# REQUIRED WORK
Give back, unchanged, the line containing "use anyhow::Result;" and every line after it up to the end of the listing.

# EXERCISE MATERIAL
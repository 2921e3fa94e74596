//! # Storage Traits
//!
//! This module defines the storage abstraction the migration service works
//! against, so the domain layer can run over Firestore in production and an
//! in-memory store in tests.

use anyhow::Result;
use async_trait::async_trait;
use shared::{DaysChange, MedicationRecord};

/// Trait defining the operations the migrator needs from the medications collection
#[async_trait]
pub trait MedicationStorage: Send + Sync {
    /// Fetch every document in the collection
    async fn list_medications(&self) -> Result<Vec<MedicationRecord>>;

    /// Write one migrated record: sets `days` to `change.new`, `days_old` to
    /// `change.old` and `days_migrated_at` to a store-assigned timestamp.
    /// Fails if the document no longer exists.
    async fn migrate_days(&self, change: &DaysChange) -> Result<()>;
}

# SOLUTION TO THIS EXERCISE
use anyhow::Result;
use async_trait::async_trait;
use shared::{DaysChange, MedicationRecord};

/// Trait defining the operations the migrator needs from the medications collection
#[async_trait]
pub trait MedicationStorage: Send + Sync {
    /// Fetch every document in the collection
    async fn list_medications(&self) -> Result<Vec<MedicationRecord>>;

    /// Write one migrated record: sets `days` to `change.new`, `days_old` to
    /// `change.old` and `days_migrated_at` to a store-assigned timestamp.
    /// Fails if the document no longer exists.
    async fn migrate_days(&self, change: &DaysChange) -> Result<()>;
}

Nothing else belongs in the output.